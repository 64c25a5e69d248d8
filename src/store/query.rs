//! Fetch requests and their evaluation against stored records.
//!
//! The predicate language is intentionally small: equality, inequality and
//! conjunction over top-level attributes.

use crate::store::Record;
use crate::types::{Attributes, PermanentId, Value};
use serde::{Deserialize, Serialize};
use std::cmp::Ordering;

/// Filter over record attributes
#[derive(Debug, Clone, PartialEq, Serialize, Deserialize)]
pub enum Predicate {
    Equals(String, Value),
    NotEquals(String, Value),
    And(Vec<Predicate>),
}

impl Predicate {
    pub fn equals(key: impl Into<String>, value: impl Into<Value>) -> Self {
        Predicate::Equals(key.into(), value.into())
    }

    pub fn matches(&self, attributes: &Attributes) -> bool {
        match self {
            // Missing attributes compare as null
            Predicate::Equals(key, value) => {
                attributes.get(key).unwrap_or(&Value::Null) == value
            }
            Predicate::NotEquals(key, value) => {
                attributes.get(key).unwrap_or(&Value::Null) != value
            }
            Predicate::And(parts) => parts.iter().all(|p| p.matches(attributes)),
        }
    }
}

#[derive(Debug, Clone, PartialEq, Serialize, Deserialize)]
pub struct SortDescriptor {
    pub key: String,
    pub ascending: bool,
}

impl SortDescriptor {
    pub fn ascending(key: impl Into<String>) -> Self {
        Self {
            key: key.into(),
            ascending: true,
        }
    }

    pub fn descending(key: impl Into<String>) -> Self {
        Self {
            key: key.into(),
            ascending: false,
        }
    }

    /// Parse `key` or `key:asc` / `key:desc`
    pub fn parse(spec: &str) -> Option<Self> {
        match spec.split_once(':') {
            None if !spec.is_empty() => Some(Self::ascending(spec)),
            Some((key, "asc")) if !key.is_empty() => Some(Self::ascending(key)),
            Some((key, "desc")) if !key.is_empty() => Some(Self::descending(key)),
            _ => None,
        }
    }
}

/// Immutable query descriptor
#[derive(Debug, Clone, PartialEq, Serialize, Deserialize)]
pub struct FetchRequest {
    pub entity: String,
    pub predicate: Option<Predicate>,
    pub sort: Vec<SortDescriptor>,
    pub limit: Option<usize>,
}

impl FetchRequest {
    pub fn new(entity: impl Into<String>) -> Self {
        Self {
            entity: entity.into(),
            predicate: None,
            sort: Vec::new(),
            limit: None,
        }
    }

    pub fn with_predicate(mut self, predicate: Predicate) -> Self {
        self.predicate = Some(predicate);
        self
    }

    pub fn sorted_by(mut self, descriptor: SortDescriptor) -> Self {
        self.sort.push(descriptor);
        self
    }

    pub fn with_limit(mut self, limit: usize) -> Self {
        self.limit = Some(limit);
        self
    }

    pub fn matches(&self, record: &Record) -> bool {
        record.entity == self.entity
            && self
                .predicate
                .as_ref()
                .map(|p| p.matches(&record.attributes))
                .unwrap_or(true)
    }

    /// Compare two records by the sort descriptors, falling back to identifier order
    pub fn compare(&self, a: &Record, b: &Record) -> Ordering {
        for descriptor in &self.sort {
            let left = a.attributes.get(&descriptor.key).unwrap_or(&Value::Null);
            let right = b.attributes.get(&descriptor.key).unwrap_or(&Value::Null);
            let ordering = left.sort_cmp(right);
            let ordering = if descriptor.ascending {
                ordering
            } else {
                ordering.reverse()
            };
            if ordering != Ordering::Equal {
                return ordering;
            }
        }
        a.id.cmp(&b.id)
    }

    /// Filter, order, and truncate candidate records into result identifiers.
    ///
    /// Records that do not carry permanent identifiers are skipped.
    pub fn evaluate<I>(&self, records: I) -> Vec<PermanentId>
    where
        I: IntoIterator<Item = Record>,
    {
        let mut matched: Vec<Record> = records
            .into_iter()
            .filter(|r| r.id.permanent().is_some() && self.matches(r))
            .collect();
        matched.sort_by(|a, b| self.compare(a, b));

        let limit = self.limit.unwrap_or(usize::MAX);
        matched
            .into_iter()
            .filter_map(|r| r.id.permanent())
            .take(limit)
            .collect()
    }
}
//! Global config file source: $XDG_CONFIG_HOME/nestore/config.toml or ~/.config/nestore/config.toml

use config::builder::DefaultState;
use config::{ConfigBuilder, ConfigError, File};
use directories::BaseDirs;
use std::path::PathBuf;
use tracing::debug;

/// Path to the global config file.
pub fn global_config_path() -> Option<PathBuf> {
    let config_home = std::env::var_os("XDG_CONFIG_HOME")
        .filter(|value| !value.is_empty())
        .map(PathBuf::from)
        .or_else(|| BaseDirs::new().map(|dirs| dirs.home_dir().join(".config")))?;
    Some(config_home.join("nestore").join("config.toml"))
}

/// Add the global config file to the builder if it exists.
pub fn add_to_builder(
    builder: ConfigBuilder<DefaultState>,
) -> Result<ConfigBuilder<DefaultState>, ConfigError> {
    let Some(path) = global_config_path() else {
        return Ok(builder);
    };
    if !path.exists() {
        debug!(config_path = %path.display(), "No global configuration file");
        return Ok(builder);
    }
    Ok(builder.add_source(File::from(path).required(false)))
}
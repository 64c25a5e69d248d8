//! Serial execution queues
//!
//! A [`SerialQueue`] is a tokio task that owns a piece of state and runs
//! submitted jobs against it one at a time, in submission order. Nothing
//! outside the queue can reach the state; callers submit closures and await
//! their results.
//!
//! Every serial queue is also a [`DispatchQueue`], the abstraction used to
//! deliver completions ("run this closure on queue Q").

use crate::error::QueueError;
use futures::executor::block_on;
use std::cell::RefCell;
use std::fmt;
use std::future::Future;
use std::panic::{catch_unwind, AssertUnwindSafe};
use std::sync::atomic::{AtomicU64, Ordering};
use std::sync::Arc;
use tokio::runtime::{Handle, RuntimeFlavor};
use tokio::sync::{mpsc, oneshot};
use tracing::{debug, error, warn};

type Job<S> = Box<dyn FnOnce(&mut S) + Send>;

thread_local! {
    /// Queue (id, label) whose job is executing on this thread, if any
    static CURRENT_QUEUE: RefCell<Option<(u64, Arc<str>)>> = const { RefCell::new(None) };
}

/// Something that can run a closure on its own execution queue
pub trait DispatchQueue: Send + Sync {
    fn label(&self) -> &str;

    /// Schedule `job`; it runs after everything already scheduled on this queue
    fn dispatch(&self, job: Box<dyn FnOnce() + Send>);
}

/// Serial queue owning state of type `S`
pub struct SerialQueue<S> {
    id: u64,
    label: Arc<str>,
    sender: mpsc::UnboundedSender<Job<S>>,
}

impl<S> Clone for SerialQueue<S> {
    fn clone(&self) -> Self {
        Self {
            id: self.id,
            label: Arc::clone(&self.label),
            sender: self.sender.clone(),
        }
    }
}

impl<S> fmt::Debug for SerialQueue<S> {
    fn fmt(&self, f: &mut fmt::Formatter<'_>) -> fmt::Result {
        f.debug_struct("SerialQueue")
            .field("id", &self.id)
            .field("label", &self.label)
            .finish()
    }
}

impl<S: Send + 'static> SerialQueue<S> {
    /// Spawn the queue's worker task on `handle`. The task exits once every
    /// clone of the queue has been dropped and the backlog is drained.
    pub fn spawn(label: impl Into<String>, state: S, handle: &Handle) -> Self {
        static NEXT_QUEUE_ID: AtomicU64 = AtomicU64::new(1);
        let id = NEXT_QUEUE_ID.fetch_add(1, Ordering::Relaxed);
        let label: Arc<str> = Arc::from(label.into());
        let (sender, mut receiver) = mpsc::unbounded_channel::<Job<S>>();

        let worker_label = Arc::clone(&label);
        handle.spawn(async move {
            let mut state = state;
            debug!(queue = %worker_label, "Serial queue started");
            while let Some(job) = receiver.recv().await {
                CURRENT_QUEUE.with(|current| {
                    *current.borrow_mut() = Some((id, Arc::clone(&worker_label)));
                });
                let outcome = catch_unwind(AssertUnwindSafe(|| job(&mut state)));
                CURRENT_QUEUE.with(|current| *current.borrow_mut() = None);
                if outcome.is_err() {
                    error!(queue = %worker_label, "Job panicked on serial queue");
                }
            }
            debug!(queue = %worker_label, "Serial queue stopped");
        });

        Self { id, label, sender }
    }

    pub fn label(&self) -> &str {
        &self.label
    }

    /// Whether the calling thread is currently running a job of this queue
    pub fn is_current(&self) -> bool {
        CURRENT_QUEUE.with(|current| matches!(*current.borrow(), Some((id, _)) if id == self.id))
    }

    /// Enqueue a job without waiting for it
    pub fn submit<F>(&self, job: F) -> Result<(), QueueError>
    where
        F: FnOnce(&mut S) + Send + 'static,
    {
        self.sender
            .send(Box::new(job))
            .map_err(|_| QueueError::Closed(self.label.to_string()))
    }

    /// Run `f` on the queue and suspend until it has completed
    pub async fn perform<R, F>(&self, f: F) -> Result<R, QueueError>
    where
        F: FnOnce(&mut S) -> R + Send + 'static,
        R: Send + 'static,
    {
        let receiver = self.enqueue_with_reply(f)?;
        receiver
            .await
            .map_err(|_| QueueError::Dropped(self.label.to_string()))
    }

    /// Run `f` on the queue, blocking the calling thread until it has completed.
    ///
    /// Refuses to run from inside one of this queue's own jobs, which could
    /// never complete.
    pub fn perform_blocking<R, F>(&self, f: F) -> Result<R, QueueError>
    where
        F: FnOnce(&mut S) -> R + Send + 'static,
        R: Send + 'static,
    {
        if self.is_current() {
            return Err(QueueError::Reentrant(self.label.to_string()));
        }
        let receiver = self.enqueue_with_reply(f)?;
        wait_blocking(receiver)?.map_err(|_| QueueError::Dropped(self.label.to_string()))
    }

    fn enqueue_with_reply<R, F>(&self, f: F) -> Result<oneshot::Receiver<R>, QueueError>
    where
        F: FnOnce(&mut S) -> R + Send + 'static,
        R: Send + 'static,
    {
        let (tx, rx) = oneshot::channel();
        self.submit(move |state| {
            // The waiter may have gone away; the job still runs to completion
            let _ = tx.send(f(state));
        })?;
        Ok(rx)
    }
}

impl<S: Send + 'static> DispatchQueue for SerialQueue<S> {
    fn label(&self) -> &str {
        &self.label
    }

    fn dispatch(&self, job: Box<dyn FnOnce() + Send>) {
        if let Err(e) = self.submit(move |_| job()) {
            warn!(error = %e, "Dropping dispatched job");
        }
    }
}

/// Block the calling thread until `future` completes.
///
/// On a multi-thread runtime worker the wait goes through
/// [`tokio::task::block_in_place`] so other tasks keep running. A queue job on
/// a current-thread runtime cannot wait at all: the jobs it would wait for
/// share its only thread, so the call fails with [`QueueError::WouldStall`].
pub fn wait_blocking<F: Future>(future: F) -> Result<F::Output, QueueError> {
    let Ok(handle) = Handle::try_current() else {
        return Ok(block_on(future));
    };
    if matches!(handle.runtime_flavor(), RuntimeFlavor::CurrentThread) {
        let running = CURRENT_QUEUE.with(|current| {
            current.borrow().as_ref().map(|(_, label)| label.to_string())
        });
        return match running {
            Some(label) => Err(QueueError::WouldStall(label)),
            None => Ok(block_on(future)),
        };
    }
    Ok(tokio::task::block_in_place(|| block_on(future)))
}

/// Main (UI-side) queue: the default completion delivery target
pub type MainQueue = SerialQueue<()>;
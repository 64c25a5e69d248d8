//! In-process event bus for context save events.
//!
//! Subscriptions live in an explicit registry keyed by source context and
//! event kind, each entry tagged with its subscriber so that at most one
//! subscription exists per (source, kind, subscriber) and removal is exact.

use crate::store::ChangeSet;
use crate::types::ContextId;
use chrono::{DateTime, Utc};
use parking_lot::RwLock;
use std::collections::HashMap;
use std::sync::atomic::{AtomicU64, Ordering};
use std::sync::Arc;
use tracing::trace;

#[derive(Debug, Clone, Copy, PartialEq, Eq, Hash)]
pub enum EventKind {
    /// Posted before a context commits its pending changes
    WillSave,
    /// Posted after a context committed; carries the committed change set
    DidSave,
}

impl EventKind {
    pub fn as_str(self) -> &'static str {
        match self {
            EventKind::WillSave => "will_save",
            EventKind::DidSave => "did_save",
        }
    }
}

#[derive(Debug, Clone)]
pub struct ContextEvent {
    pub source: ContextId,
    pub kind: EventKind,
    /// Whether the source writes straight to the durable store
    pub is_root: bool,
    pub changes: Arc<ChangeSet>,
    pub at: DateTime<Utc>,
}

impl ContextEvent {
    pub fn will_save(source: ContextId, is_root: bool) -> Self {
        Self::with_now(source, EventKind::WillSave, is_root, Arc::new(ChangeSet::default()))
    }

    pub fn did_save(source: ContextId, is_root: bool, changes: Arc<ChangeSet>) -> Self {
        Self::with_now(source, EventKind::DidSave, is_root, changes)
    }

    fn with_now(source: ContextId, kind: EventKind, is_root: bool, changes: Arc<ChangeSet>) -> Self {
        Self {
            source,
            kind,
            is_root,
            changes,
            at: Utc::now(),
        }
    }
}

/// Who owns a subscription
#[derive(Debug, Clone, Copy, PartialEq, Eq, Hash)]
pub enum SubscriberId {
    Context(ContextId),
    Listener(u64),
}

pub type EventHandler = Arc<dyn Fn(&ContextEvent) + Send + Sync>;

type Registry = HashMap<(ContextId, EventKind), Vec<(SubscriberId, EventHandler)>>;

#[derive(Default)]
pub struct EventBus {
    subscriptions: RwLock<Registry>,
    next_listener: AtomicU64,
}

impl EventBus {
    pub fn new() -> Self {
        Self::default()
    }

    /// Register `handler` for `kind` events from `source`.
    ///
    /// Returns `false` (and keeps the existing handler) if `subscriber`
    /// already holds a subscription for this source and kind.
    pub fn subscribe(
        &self,
        source: ContextId,
        kind: EventKind,
        subscriber: SubscriberId,
        handler: EventHandler,
    ) -> bool {
        let mut subscriptions = self.subscriptions.write();
        let entries = subscriptions.entry((source, kind)).or_default();
        if entries.iter().any(|(id, _)| *id == subscriber) {
            return false;
        }
        entries.push((subscriber, handler));
        true
    }

    /// Subscribe an anonymous listener; returns its subscriber ID for later removal
    pub fn listen<F>(&self, source: ContextId, kind: EventKind, handler: F) -> SubscriberId
    where
        F: Fn(&ContextEvent) + Send + Sync + 'static,
    {
        let subscriber = SubscriberId::Listener(self.next_listener.fetch_add(1, Ordering::Relaxed));
        self.subscribe(source, kind, subscriber, Arc::new(handler));
        subscriber
    }

    /// Remove a subscription. Returns whether one existed.
    pub fn unsubscribe(&self, source: ContextId, kind: EventKind, subscriber: SubscriberId) -> bool {
        let mut subscriptions = self.subscriptions.write();
        let Some(entries) = subscriptions.get_mut(&(source, kind)) else {
            return false;
        };
        let before = entries.len();
        entries.retain(|(id, _)| *id != subscriber);
        let removed = entries.len() != before;
        if entries.is_empty() {
            subscriptions.remove(&(source, kind));
        }
        removed
    }

    /// Drop every subscription whose source or subscriber is `context`
    pub fn forget_context(&self, context: ContextId) {
        let mut subscriptions = self.subscriptions.write();
        subscriptions.retain(|(source, _), entries| {
            entries.retain(|(id, _)| *id != SubscriberId::Context(context));
            *source != context && !entries.is_empty()
        });
    }

    pub fn is_subscribed(&self, source: ContextId, kind: EventKind, subscriber: SubscriberId) -> bool {
        self.subscriptions
            .read()
            .get(&(source, kind))
            .map(|entries| entries.iter().any(|(id, _)| *id == subscriber))
            .unwrap_or(false)
    }

    pub fn subscriber_count(&self, source: ContextId, kind: EventKind) -> usize {
        self.subscriptions
            .read()
            .get(&(source, kind))
            .map(Vec::len)
            .unwrap_or(0)
    }

    /// Deliver `event` to every current subscriber of its source and kind.
    ///
    /// Handlers run on the posting thread after the registry lock is released,
    /// so they may subscribe or unsubscribe.
    pub fn post(&self, event: &ContextEvent) {
        let handlers: Vec<EventHandler> = self
            .subscriptions
            .read()
            .get(&(event.source, event.kind))
            .map(|entries| entries.iter().map(|(_, h)| Arc::clone(h)).collect())
            .unwrap_or_default();

        trace!(
            source = %event.source,
            kind = event.kind.as_str(),
            subscribers = handlers.len(),
            "Posting context event"
        );

        for handler in handlers {
            handler(event);
        }
    }
}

EXERCISE DESCRIPTION: Each line in the records that carries "FnOnce" must be copied out.

TASK ANSWER:
type Job<S> = Box<dyn FnOnce(&mut S) + Send>;
    fn dispatch(&self, job: Box<dyn FnOnce() + Send>);
        F: FnOnce(&mut S) + Send + 'static,
        F: FnOnce(&mut S) -> R + Send + 'static,
        F: FnOnce(&mut S) -> R + Send + 'static,
        F: FnOnce(&mut S) -> R + Send + 'static,
    fn dispatch(&self, job: Box<dyn FnOnce() + Send>) {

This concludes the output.